Indonesia: Five Papuans Convicted for Peaceful Protest
Amend Treason Law to Uphold Free Speech

(New York, March 16, 2012) – The Indonesian government should drop the politically motivated treason charges against five Papuan activists who were convicted on March 16, 2012, and order their release, Human Rights Watch said today.

The district court in Jayapura, the Papuan provincial capital, convicted the five men and sentenced them to three years in prison for statements made at a Papuan People’s Congress in October 2011. The demonstration was brutally suppressed by the authorities, leaving at least three people dead. The five men convicted on March 16 are Selpius Bobii, a social media activist, August Sananay Kraar, a civil servant, Dominikus Sorabut, a filmmaker, Edison Waromi, a former political prisoner, and Forkorus Yaboisembut, a Papuan tribal leader.

“If the Indonesian government wants to make an example out of these people, then it should free them as a symbol of its commitment to free expression,” said Elaine Pearson, deputy Asia director at Human Rights Watch. “Instead, the legacy of the Papuan Congress crackdown will be five unjust convictions, while those responsible for the violence go unpunished.”

On October 19, 2011, in Jayapura, Indonesian security forces used excessive force to break up a three-day People’s Congress demonstration supporting independence for Papua, Human Rights Watch said. After Yaboisembut, one of the leaders, read aloud the 1961 Papua Declaration of Independence, police and the army fired warning shots to disperse the approximately 1,000 Papuans gathered. The security forces then used batons and in some instances firearms against the demonstrators, killing at least three and injuring more than 90 others. Witnesses said that demonstrators had been struck on the head and several suffered gunshot wounds.
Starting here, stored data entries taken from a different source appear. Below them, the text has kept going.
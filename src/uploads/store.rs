//! Local directory storage for accepted photos

use std::path::{Path, PathBuf};

use chrono::{DateTime, Utc};
use tokio::{fs, io::AsyncWriteExt};
use tracing::debug;

use super::photo::{AcceptedPhoto, ImageKind};
use crate::config::UploadConfig;
use crate::utils::errors::{FormDeskError, Result};
use crate::utils::helpers::{generate_uuid, sanitize_file_stem};

/// Where a photo ended up
#[derive(Debug, Clone, PartialEq, Eq)]
pub struct StoredPhoto {
    pub file_name: String,
    pub path: PathBuf,
    pub public_url: String,
}

#[derive(Debug, Clone)]
pub struct PhotoStore {
    directory: PathBuf,
    public_prefix: String,
}

impl PhotoStore {
    pub fn new(config: &UploadConfig) -> Self {
        Self {
            directory: PathBuf::from(&config.directory),
            public_prefix: config.public_prefix.trim_end_matches('/').to_string(),
        }
    }

    pub fn directory(&self) -> &Path {
        &self.directory
    }

    pub fn public_prefix(&self) -> &str {
        &self.public_prefix
    }

    /// Create the upload directory if it does not exist yet
    pub async fn ensure_directory(&self) -> Result<()> {
        fs::create_dir_all(&self.directory).await?;
        Ok(())
    }

    /// `<sanitized stem>_<unix seconds>.<ext>`, with `photo` for an empty stem
    pub fn stored_file_name(original_name: &str, kind: ImageKind, received_at: DateTime<Utc>) -> String {
        let stem = sanitize_file_stem(original_name);
        let stem = if stem.is_empty() { "photo".to_string() } else { stem };
        format!("{}_{}.{}", stem, received_at.timestamp(), kind.extension())
    }

    /// Write the photo without overwriting an existing file
    pub async fn save(&self, photo: &AcceptedPhoto) -> Result<StoredPhoto> {
        self.ensure_directory().await?;

        let mut file_name = Self::stored_file_name(&photo.original_name, photo.kind, Utc::now());
        let mut path = self.directory.join(&file_name);

        let mut file = match open_new(&path).await {
            Ok(file) => file,
            Err(e) if e.kind() == std::io::ErrorKind::AlreadyExists => {
                let suffix = generate_uuid();
                file_name = format!(
                    "{}_{}.{}",
                    file_name.trim_end_matches(&format!(".{}", photo.kind.extension())),
                    &suffix[..8],
                    photo.kind.extension()
                );
                path = self.directory.join(&file_name);
                debug!(file_name = %file_name, "Upload name taken, using suffixed name");
                open_new(&path).await?
            }
            Err(e) => {
                return Err(FormDeskError::Upload(format!(
                    "Cannot create {}: {}",
                    path.display(),
                    e
                )))
            }
        };

        file.write_all(&photo.data).await?;
        file.flush().await?;

        Ok(StoredPhoto {
            public_url: format!("{}/{}", self.public_prefix, file_name),
            file_name,
            path,
        })
    }
}

async fn open_new(path: &Path) -> std::io::Result<fs::File> {
    fs::OpenOptions::new().write(true).create_new(true).open(path).await
}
Following the incident, 17 police officers, including the Jayapura police chief, Imam Setiawan and seven of his subordinates, were given written warnings for committing a disciplinary infraction by not giving priority to the protection of civilians. However, no other action was taken against police or military personnel for possible misuse of force.
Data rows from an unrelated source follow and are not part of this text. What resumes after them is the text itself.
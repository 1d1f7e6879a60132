//! Server-rendered HTML pages
//!
//! Views only format what they are given. Validation happens before a view
//! is called.

pub mod components;
pub mod contact;
pub mod donation;
pub mod hire;
pub mod registration;
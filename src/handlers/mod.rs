//! HTTP handlers module
//!
//! One module per form. Every form is served with `GET` and submitted with
//! `POST` on the same path. Responses are HTML unless the client asks for
//! JSON through its `Accept` header.

pub mod contact;
pub mod donation;
pub mod hire;
pub mod registration;

use std::sync::Arc;

use axum::{
    http::{header::ACCEPT, HeaderMap, StatusCode},
    response::{Html, IntoResponse, Response},
    Json,
};
use serde::Serialize;
use serde_json::json;

use crate::config::Settings;
use crate::forms::FormOutcome;
use crate::middleware::RateLimitMiddleware;
use crate::uploads::PhotoStore;
use crate::utils::helpers::format_timestamp;
use crate::utils::logging::log_submission;

/// State shared by every handler
#[derive(Clone, Debug)]
pub struct AppState {
    pub settings: Arc<Settings>,
    pub photos: PhotoStore,
    pub rate_limiter: RateLimitMiddleware,
}

impl AppState {
    pub fn new(settings: Settings) -> Self {
        let photos = PhotoStore::new(&settings.uploads);
        let rate_limiter = RateLimitMiddleware::from_settings(&settings.rate_limit);
        Self {
            settings: Arc::new(settings),
            photos,
            rate_limiter,
        }
    }
}

/// Whether the client prefers a JSON outcome over an HTML page
pub fn wants_json(headers: &HeaderMap) -> bool {
    headers
        .get_all(ACCEPT)
        .iter()
        .filter_map(|value| value.to_str().ok())
        .any(|value| value.contains("application/json"))
}

/// Log the outcome and answer with JSON or with the page built by `render`.
///
/// JSON answers are `200` for a valid submission and `422` otherwise; HTML
/// pages are always `200` with the errors inline.
pub fn respond<V, F>(headers: &HeaderMap, outcome: FormOutcome<V>, render: F) -> Response
where
    V: Serialize,
    F: FnOnce(&FormOutcome<V>) -> String,
{
    log_submission(outcome.form.as_str(), outcome.valid, outcome.errors.len());

    if wants_json(headers) {
        let status = if outcome.valid {
            StatusCode::OK
        } else {
            StatusCode::UNPROCESSABLE_ENTITY
        };
        return (status, Json(outcome)).into_response();
    }

    Html(render(&outcome)).into_response()
}

pub async fn health() -> Json<serde_json::Value> {
    Json(json!({
        "status": "ok",
        "service": crate::NAME,
        "version": crate::VERSION,
        "time": format_timestamp(chrono::Utc::now()),
    }))
}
The trial of the five activists raised serious due process concerns, Human Rights Watch said. During the trial, the defense told the court that police questioned their clients in the first 24 hours of arrest without the presence of lawyers. The defense also alleged that the men were beaten by police while in custody. Police allegedly kicked Yaboisembut in the chest and beat his head with a rifle butt. Sorabut testified that the police beat him on his head with a pistol and struck his body repeatedly with an M-16 assault rifle. Kraar said he was hit by police twice on the head with a pistol.

Human Rights Watch renewed its call for the Indonesian government to release all political prisoners and allow human rights organizations and foreign journalists unimpeded access to Papua.

The Indonesian Criminal Code should be amended to ensure that no one is prosecuted for treason for exercising their rights to peaceful protest protected under the Indonesian constitution and international law, Human Rights Watch said. The constitution, in article 28(e), states, “Every person shall have the right to the freedom of association and expression of opinion.” Article 28(f) provides, “Every person shall have the right to communicate and obtain information for the development of his/her personal life and his/her social environment, and shall have the right to seek, acquire, possess, keep, process, and convey information by using all available channels.” The International Covenant on Civil and Political Rights, which Indonesia ratified in 2006, similarly protects the rights to free expression and peaceful assembly.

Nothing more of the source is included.